DMX Cables

When it comes to present a certain scenario, an event or premises attractively in the proper light, it is definitely helpful to delve a little deeper into the subject of DMX technology.

Basically DMX (Digital Multiplex) is nothing else than a standard protocol that controls the digital signal transmission between a transmitter featuring a DMX output and lighting equipment with DMX input (scanners, floodlights, moving heads, dimmers, etc.). When several spotlights are used, this happens by means of various serial interfaces (e.g. RS232/422/485) at a transmission rate of 250 kbit/s. The control signals "tell" the spotlights, so to speak, which function they should perform.

To transmit these control signals, corresponding appropriate cables, i.e. DMX cables, are used. The characteristic features of DMX cables comprise, among other things:

  • they comply with the AES/EBU standard (specification for the transmission of audio signals between different devices)
  • they are shielded accordingly 
  • they feature a balanced line with an impedance of 110 Ω
  • they are configured according to the official DMX512/A standard (512 control channels) and come standard with 5-pin connectors (mostly with 3-pin assignment).

A common question: can microphone cables be used for DMX transmissions? Essential factors to be considered are, among others:

  • if the characteristic impedance has an impedance value of 110 ohms, it is in principle possible to use a microphone cable for DMX transmissions. If not, disturbances caused by DMX signal reflections can occur.
  • For DMX the control signal base frequency is 125 kHz, for microphone cable it is many times lower. This also generally affects the signal transmission.
  • If the wires inside the microphone cable are not twisted, a stable DMX signal transmission becomes more difficult the longer the signal paths are (due to the higher susceptibility to interference).

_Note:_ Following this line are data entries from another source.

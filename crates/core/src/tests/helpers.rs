// Copyright (C) 2026 Fred Clausen
// Use of this source code is governed by an MIT-style
// license that can be found in the LICENSE file or at
// https://opensource.org/licenses/MIT.

use chrono::{DateTime, Duration, TimeZone, Utc};
use linha_domain::{Event, EventId, EventType, UserId};

pub fn shift_start() -> DateTime<Utc> {
    Utc.with_ymd_and_hms(2024, 6, 3, 19, 0, 0).unwrap()
}

pub fn create_test_event(max_capacity: u32) -> Event {
    let mut event = Event::new(
        String::from("Turno"),
        String::from("Evening helpline shift"),
        EventType::Shift,
        shift_start(),
        shift_start() + Duration::hours(2) + Duration::minutes(30),
        max_capacity,
        Some(UserId::new("coord-1")),
    );
    event.event_id = Some(EventId::new("evt-1"));
    event
}
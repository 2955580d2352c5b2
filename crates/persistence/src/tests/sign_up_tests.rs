// Copyright (C) 2026 Fred Clausen
// Use of this source code is governed by an MIT-style
// license that can be found in the LICENSE file or at
// https://opensource.org/licenses/MIT.

use crate::StoreError;
use crate::tests::helpers::{create_test_store, insert_test_event};
use linha::CoreError;
use linha_domain::{EventId, UserId};

#[test]
fn test_sign_up_and_roster_listing() {
    let mut store = create_test_store();
    let event_id = insert_test_event(&mut store, 3);
    let user = UserId::new("vol-1");

    let sign_up = store.create_sign_up(&event_id, &user, false).unwrap();
    assert!(sign_up.sign_up_id.is_some());
    assert_eq!(sign_up.event_id, event_id);
    assert_eq!(sign_up.user_id, user);

    let roster = store.sign_ups_for_event(&event_id).unwrap();
    assert_eq!(roster.len(), 1);
    assert_eq!(roster[0].user_id, user);

    assert_eq!(store.count_sign_ups_for_event(&event_id).unwrap(), 1);
}

#[test]
fn test_sign_up_missing_event_fails() {
    let mut store = create_test_store();

    let result = store.create_sign_up(&EventId::new("no-such-event"), &UserId::new("vol-1"), false);
    assert!(matches!(result, Err(StoreError::EventNotFound(_))));
}

#[test]
fn test_capacity_is_enforced() {
    let mut store = create_test_store();
    let event_id = insert_test_event(&mut store, 1);

    store
        .create_sign_up(&event_id, &UserId::new("vol-1"), false)
        .unwrap();

    let refused = store
        .create_sign_up(&event_id, &UserId::new("vol-2"), false)
        .unwrap_err();
    assert_eq!(
        refused,
        StoreError::Rejected(CoreError::CapacityExceeded {
            max_capacity: 1,
            current: 1,
        })
    );

    // The refused attempt wrote nothing
    assert_eq!(store.count_sign_ups_for_event(&event_id).unwrap(), 1);
}

#[test]
fn test_forced_sign_up_bypasses_capacity() {
    let mut store = create_test_store();
    let event_id = insert_test_event(&mut store, 1);

    store
        .create_sign_up(&event_id, &UserId::new("vol-1"), false)
        .unwrap();
    store
        .create_sign_up(&event_id, &UserId::new("vol-2"), true)
        .unwrap();

    assert_eq!(store.count_sign_ups_for_event(&event_id).unwrap(), 2);
}

#[test]
fn test_unlimited_capacity_never_refuses() {
    let mut store = create_test_store();
    let event_id = insert_test_event(&mut store, 0);

    for i in 0..10 {
        store
            .create_sign_up(&event_id, &UserId::new(&format!("vol-{i}")), false)
            .unwrap();
    }

    assert_eq!(store.count_sign_ups_for_event(&event_id).unwrap(), 10);
}

#[test]
fn test_duplicate_sign_up_is_refused_even_forced() {
    let mut store = create_test_store();
    let event_id = insert_test_event(&mut store, 5);
    let user = UserId::new("vol-1");

    store.create_sign_up(&event_id, &user, false).unwrap();

    let plain = store.create_sign_up(&event_id, &user, false).unwrap_err();
    assert!(matches!(
        plain,
        StoreError::Rejected(CoreError::AlreadySignedUp { .. })
    ));

    let forced = store.create_sign_up(&event_id, &user, true).unwrap_err();
    assert!(matches!(
        forced,
        StoreError::Rejected(CoreError::AlreadySignedUp { .. })
    ));

    assert_eq!(store.count_sign_ups_for_event(&event_id).unwrap(), 1);
}

#[test]
fn test_cancel_removes_the_pair() {
    let mut store = create_test_store();
    let event_id = insert_test_event(&mut store, 3);
    let user = UserId::new("vol-1");
    let other = UserId::new("vol-2");

    store.create_sign_up(&event_id, &user, false).unwrap();
    store.create_sign_up(&event_id, &other, false).unwrap();

    let removed = store.delete_sign_ups(&event_id, &user).unwrap();
    assert_eq!(removed, 1);

    let roster = store.sign_ups_for_event(&event_id).unwrap();
    assert_eq!(roster.len(), 1);
    assert_eq!(roster[0].user_id, other);
}

#[test]
fn test_cancel_without_sign_up_fails_and_changes_nothing() {
    let mut store = create_test_store();
    let event_id = insert_test_event(&mut store, 3);
    store
        .create_sign_up(&event_id, &UserId::new("vol-1"), false)
        .unwrap();

    let result = store.delete_sign_ups(&event_id, &UserId::new("vol-9"));
    assert_eq!(
        result.unwrap_err(),
        StoreError::SignUpNotFound {
            event_id: event_id.value().to_string(),
            user_id: String::from("vol-9"),
        }
    );

    assert_eq!(store.count_sign_ups_for_event(&event_id).unwrap(), 1);
}

#[test]
fn test_cancel_after_cancel_fails() {
    let mut store = create_test_store();
    let event_id = insert_test_event(&mut store, 3);
    let user = UserId::new("vol-1");

    store.create_sign_up(&event_id, &user, false).unwrap();
    store.delete_sign_ups(&event_id, &user).unwrap();

    assert!(matches!(
        store.delete_sign_ups(&event_id, &user),
        Err(StoreError::SignUpNotFound { .. })
    ));
}

#[test]
fn test_sign_up_again_after_cancel_succeeds() {
    let mut store = create_test_store();
    let event_id = insert_test_event(&mut store, 1);
    let user = UserId::new("vol-1");

    store.create_sign_up(&event_id, &user, false).unwrap();
    store.delete_sign_ups(&event_id, &user).unwrap();
    store.create_sign_up(&event_id, &user, false).unwrap();

    assert_eq!(store.count_sign_ups_for_event(&event_id).unwrap(), 1);
}

#[test]
fn test_reset_clears_roster_for_one_event() {
    let mut store = create_test_store();
    let event_id = insert_test_event(&mut store, 0);
    let other_event = insert_test_event(&mut store, 0);

    store
        .create_sign_up(&event_id, &UserId::new("vol-1"), false)
        .unwrap();
    store
        .create_sign_up(&event_id, &UserId::new("vol-2"), false)
        .unwrap();
    store
        .create_sign_up(&other_event, &UserId::new("vol-1"), false)
        .unwrap();

    let removed = store.reset_sign_ups_for_event(&event_id).unwrap();
    assert_eq!(removed, 2);

    assert_eq!(store.count_sign_ups_for_event(&event_id).unwrap(), 0);
    // Other events' rosters are untouched
    assert_eq!(store.count_sign_ups_for_event(&other_event).unwrap(), 1);
}

#[test]
fn test_reset_missing_event_fails() {
    let mut store = create_test_store();

    assert!(matches!(
        store.reset_sign_ups_for_event(&EventId::new("no-such-event")),
        Err(StoreError::EventNotFound(_))
    ));
}

#[test]
fn test_reset_empty_roster_is_ok() {
    let mut store = create_test_store();
    let event_id = insert_test_event(&mut store, 3);

    assert_eq!(store.reset_sign_ups_for_event(&event_id).unwrap(), 0);
}

#[test]
fn test_sign_ups_for_user_spans_events() {
    let mut store = create_test_store();
    let first = insert_test_event(&mut store, 0);
    let second = insert_test_event(&mut store, 0);
    let user = UserId::new("vol-1");

    store.create_sign_up(&first, &user, false).unwrap();
    store.create_sign_up(&second, &user, false).unwrap();
    store
        .create_sign_up(&first, &UserId::new("vol-2"), false)
        .unwrap();

    let mine = store.sign_ups_for_user(&user).unwrap();
    assert_eq!(mine.len(), 2);
    assert!(mine.iter().all(|s| s.user_id == user));

    assert_eq!(store.list_all_sign_ups().unwrap().len(), 3);
}
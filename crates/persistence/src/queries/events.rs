// Copyright (C) 2026 Fred Clausen
// Use of this source code is governed by an MIT-style
// license that can be found in the LICENSE file or at
// https://opensource.org/licenses/MIT.

//! Queries on the `events` collection.

use diesel::prelude::*;
use diesel::SqliteConnection;
use tracing::debug;

use crate::data_models::EventRow;
use crate::diesel_schema::events;
use crate::error::StoreError;
use linha_domain::{Event, EventId, EventStatus, EventType, Role};

/// Retrieves an event by id.
///
/// # Errors
///
/// Returns `EventNotFound` if no document carries the id.
pub fn get_event(conn: &mut SqliteConnection, event_id: &EventId) -> Result<Event, StoreError> {
    let row: Option<EventRow> = events::table
        .filter(events::event_id.eq(event_id.value()))
        .select(EventRow::as_select())
        .first(conn)
        .optional()?;

    match row {
        Some(row) => row.into_event(),
        None => Err(StoreError::EventNotFound(event_id.value().to_string())),
    }
}

/// Lists every event, ascending by start time.
///
/// # Errors
///
/// Returns an error if the query fails or a document fails to parse.
pub fn list_events(conn: &mut SqliteConnection) -> Result<Vec<Event>, StoreError> {
    let rows: Vec<EventRow> = events::table
        .order(events::start_time.asc())
        .select(EventRow::as_select())
        .load(conn)?;

    rows.into_iter().map(EventRow::into_event).collect()
}

/// Lists the events visible to a role, ascending by start time.
///
/// This is a capability filter applied at query time, not a separate
/// stored state:
/// - Visitors see published events of the open types only
/// - Volunteers see every published event
/// - Coordinators and admins see everything, drafts included
///
/// # Errors
///
/// Returns an error if the query fails or a document fails to parse.
pub fn list_events_for_role(
    conn: &mut SqliteConnection,
    role: Role,
) -> Result<Vec<Event>, StoreError> {
    let query = events::table
        .order(events::start_time.asc())
        .select(EventRow::as_select());

    let rows: Vec<EventRow> = match role {
        Role::Visitor => query
            .filter(events::status.eq(EventStatus::Published.as_str()))
            .filter(events::event_type.eq_any([
                EventType::OpenEvent.as_str(),
                EventType::GeneralMeeting.as_str(),
            ]))
            .load(conn)?,
        Role::Volunteer => query
            .filter(events::status.eq(EventStatus::Published.as_str()))
            .load(conn)?,
        Role::Admin | Role::Coordinator => query.load(conn)?,
    };

    debug!(role = %role, count = rows.len(), "Listed events for role");
    rows.into_iter().map(EventRow::into_event).collect()
}
// Copyright (C) 2026 Fred Clausen
// Use of this source code is governed by an MIT-style
// license that can be found in the LICENSE file or at
// https://opensource.org/licenses/MIT.

use crate::tests::helpers::create_test_event;
use crate::{CoreError, check_admission};
use linha_domain::UserId;

#[test]
fn test_admits_below_capacity() {
    let event = create_test_event(2);
    let user = UserId::new("vol-1");

    assert!(check_admission(&event, &user, 0, false, false).is_ok());
    assert!(check_admission(&event, &user, 1, false, false).is_ok());
}

#[test]
fn test_refuses_at_capacity() {
    let event = create_test_event(2);
    let user = UserId::new("vol-1");

    let err = check_admission(&event, &user, 2, false, false).unwrap_err();
    assert_eq!(
        err,
        CoreError::CapacityExceeded {
            max_capacity: 2,
            current: 2,
        }
    );
}

#[test]
fn test_refuses_over_capacity() {
    // A forced sign-up may have pushed the roster past the bound already
    let event = create_test_event(2);
    let user = UserId::new("vol-1");

    assert!(check_admission(&event, &user, 3, false, false).is_err());
}

#[test]
fn test_forced_bypasses_capacity() {
    let event = create_test_event(1);
    let user = UserId::new("vol-2");

    assert!(check_admission(&event, &user, 1, false, true).is_ok());
    assert!(check_admission(&event, &user, 5, false, true).is_ok());
}

#[test]
fn test_unlimited_capacity_never_refuses() {
    let event = create_test_event(0);
    let user = UserId::new("vol-1");

    assert!(check_admission(&event, &user, 0, false, false).is_ok());
    assert!(check_admission(&event, &user, 10_000, false, false).is_ok());
}

#[test]
fn test_duplicate_is_refused() {
    let event = create_test_event(5);
    let user = UserId::new("vol-1");

    let err = check_admission(&event, &user, 1, true, false).unwrap_err();
    assert_eq!(
        err,
        CoreError::AlreadySignedUp {
            user_id: String::from("vol-1"),
        }
    );
}

#[test]
fn test_forced_does_not_bypass_duplicate() {
    let event = create_test_event(5);
    let user = UserId::new("vol-1");

    let err = check_admission(&event, &user, 1, true, true).unwrap_err();
    assert!(matches!(err, CoreError::AlreadySignedUp { .. }));
}

#[test]
fn test_capacity_is_reported_before_duplicate_when_not_forced() {
    // Full roster AND duplicate: the capacity refusal wins, matching the
    // order callers observe from the sign-up flow.
    let event = create_test_event(1);
    let user = UserId::new("vol-1");

    let err = check_admission(&event, &user, 1, true, false).unwrap_err();
    assert!(matches!(err, CoreError::CapacityExceeded { .. }));
}
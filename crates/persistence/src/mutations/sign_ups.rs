// Copyright (C) 2026 Fred Clausen
// Use of this source code is governed by an MIT-style
// license that can be found in the LICENSE file or at
// https://opensource.org/licenses/MIT.

//! Mutations on the `event_sign_ups` collection.
//!
//! Sign-up creation runs the admission policy inside the write
//! transaction. Earlier revisions of this system checked capacity with a
//! separate read before an unconditional insert; two concurrent sign-ups
//! could both pass the check and overfill the roster. Running the check
//! at the serialization point removes that window.

use chrono::{DateTime, Utc};
use diesel::prelude::*;
use diesel::{Connection, SqliteConnection};
use tracing::info;

use crate::data_models::{SignUpRow, format_instant};
use crate::diesel_schema::event_sign_ups;
use crate::error::StoreError;
use crate::mutations::generate_document_id;
use crate::queries;
use linha::check_admission;
use linha_domain::{Event, EventId, SignUp, UserId};

/// Creates a sign-up, enforcing capacity and uniqueness transactionally.
///
/// # Arguments
///
/// * `event_id` - The target event
/// * `user_id` - The user joining the roster
/// * `forced` - Privileged override; bypasses the capacity check only
///
/// # Errors
///
/// Returns:
/// - `EventNotFound` if the event does not exist
/// - `Rejected(CapacityExceeded)` for a full roster without `forced`
/// - `Rejected(AlreadySignedUp)` for a duplicate pair, forced or not
pub fn create_sign_up(
    conn: &mut SqliteConnection,
    event_id: &EventId,
    user_id: &UserId,
    forced: bool,
) -> Result<SignUp, StoreError> {
    conn.transaction::<SignUp, StoreError, _>(|conn| {
        let event: Event = queries::events::get_event(conn, event_id)?;
        let current: usize = queries::sign_ups::count_for_event(conn, event_id)?;
        let already_signed_up: bool = queries::sign_ups::exists_for_pair(conn, event_id, user_id)?;

        check_admission(&event, user_id, current, already_signed_up, forced)
            .map_err(StoreError::Rejected)?;

        let signed_up_at: DateTime<Utc> = Utc::now();
        let row: SignUpRow = SignUpRow {
            sign_up_id: generate_document_id(),
            event_id: event_id.value().to_string(),
            user_id: user_id.value().to_string(),
            signed_up_at: format_instant(signed_up_at),
        };

        diesel::insert_into(event_sign_ups::table)
            .values(&row)
            .execute(conn)?;

        info!(
            event_id = %event_id,
            user_id = %user_id,
            forced,
            "Sign-up recorded"
        );

        Ok(SignUp {
            sign_up_id: Some(row.sign_up_id),
            event_id: event_id.clone(),
            user_id: user_id.clone(),
            signed_up_at,
        })
    })
}

/// Deletes every sign-up for an event/user pair.
///
/// Deleting all matching rows is deliberate: should the uniqueness
/// invariant ever have been violated, cancellation still clears the
/// whole pair.
///
/// # Returns
///
/// The number of rows removed (at least one).
///
/// # Errors
///
/// Returns `SignUpNotFound` if no sign-up exists for the pair; the
/// store is left unchanged.
pub fn delete_sign_ups(
    conn: &mut SqliteConnection,
    event_id: &EventId,
    user_id: &UserId,
) -> Result<usize, StoreError> {
    let removed: usize = diesel::delete(event_sign_ups::table)
        .filter(event_sign_ups::event_id.eq(event_id.value()))
        .filter(event_sign_ups::user_id.eq(user_id.value()))
        .execute(conn)?;

    if removed == 0 {
        return Err(StoreError::SignUpNotFound {
            event_id: event_id.value().to_string(),
            user_id: user_id.value().to_string(),
        });
    }

    info!(event_id = %event_id, user_id = %user_id, removed, "Sign-up cancelled");
    Ok(removed)
}

/// Clears every sign-up for one event in a single transaction.
///
/// The event must exist; resetting a missing event is an error rather
/// than a silent no-op so batch callers can report it.
///
/// # Returns
///
/// The number of sign-ups removed (possibly zero).
///
/// # Errors
///
/// Returns `EventNotFound` if the event does not exist.
pub fn reset_sign_ups_for_event(
    conn: &mut SqliteConnection,
    event_id: &EventId,
) -> Result<usize, StoreError> {
    conn.transaction::<usize, StoreError, _>(|conn| {
        // Existence check keeps "reset an absent event" an error
        let _event: Event = queries::events::get_event(conn, event_id)?;

        let removed: usize = diesel::delete(event_sign_ups::table)
            .filter(event_sign_ups::event_id.eq(event_id.value()))
            .execute(conn)?;

        info!(event_id = %event_id, removed, "Roster reset");
        Ok(removed)
    })
}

All things considered this shows that, when it comes to professional applications, if you want to be absolutely sure that every control signal will definitely arrive at the spotlight as sent from the source, you should always use a proper DMX cable. Then you can really be sure that you won’t leave anyone in the dark.
And the same is true vice versa: in principle, a DMX cable can be used as a microphone cable - but it is important to note (!) that the ohmic resistance, i.e. the level attenuation must be adequately low! So, to be on the safe side, the principle "cobbler stick to your trade" should be applied here as well. Microphone cables should basically only be used for microphones and DMX cables for the control of spotlights.

By the way, Ethernet cables (category 5 / category 6 / category 7) have been used more and more frequently for DMX transmissions for a couple of years now. This trend will probably become more and more important in the future.

Another advice: keep in mind that the logic of the DMX standard in the audio area is just the opposite of the XLR logic as a DMX transmitter features a female, the receiver a male connector.